Task to carry out: Transcribe the full listing so that each line reads as it does in the original.

Supplied material:
▽

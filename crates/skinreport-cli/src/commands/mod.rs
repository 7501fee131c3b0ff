//! CLI subcommands.

pub mod classify;
pub mod config;
pub mod extract;
pub mod generate;

use std::path::{Path, PathBuf};

use tracing::debug;

use skinreport_core::SkinConfig;

/// Default location of the configuration file.
pub fn default_config_path() -> PathBuf {
    dirs::config_dir()
        .unwrap_or_else(|| PathBuf::from("."))
        .join("skinreport")
        .join("config.json")
}

/// Load the configuration from `--config`, else from the default location
/// if a file exists there, else use the built-in defaults.
pub fn load_config(config_path: Option<&str>) -> anyhow::Result<SkinConfig> {
    if let Some(path) = config_path {
        return Ok(SkinConfig::from_file(Path::new(path))?);
    }

    let default_path = default_config_path();
    if default_path.exists() {
        debug!("Using config {}", default_path.display());
        Ok(SkinConfig::from_file(&default_path)?)
    } else {
        Ok(SkinConfig::default())
    }
}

△

Result for this exercise:
filename crates/skinreport-cli/src/commands/mod.rs
repository 7501fee131c3b0ff
//! CLI subcommands.

pub mod classify;
pub mod config;
pub mod extract;
pub mod generate;

use std::path::{Path, PathBuf};

use tracing::debug;

use skinreport_core::SkinConfig;

/// Default location of the configuration file.
pub fn default_config_path() -> PathBuf {
    dirs::config_dir()
        .unwrap_or_else(|| PathBuf::from("."))
        .join("skinreport")
        .join("config.json")
}

/// Load the configuration from `--config`, else from the default location
/// if a file exists there, else use the built-in defaults.
pub fn load_config(config_path: Option<&str>) -> anyhow::Result<SkinConfig> {
    if let Some(path) = config_path {
        return Ok(SkinConfig::from_file(Path::new(path))?);
    }

    let default_path = default_config_path();
    if default_path.exists() {
        debug!("Using config {}", default_path.display());
        Ok(SkinConfig::from_file(&default_path)?)
    } else {
        Ok(SkinConfig::default())
    }
}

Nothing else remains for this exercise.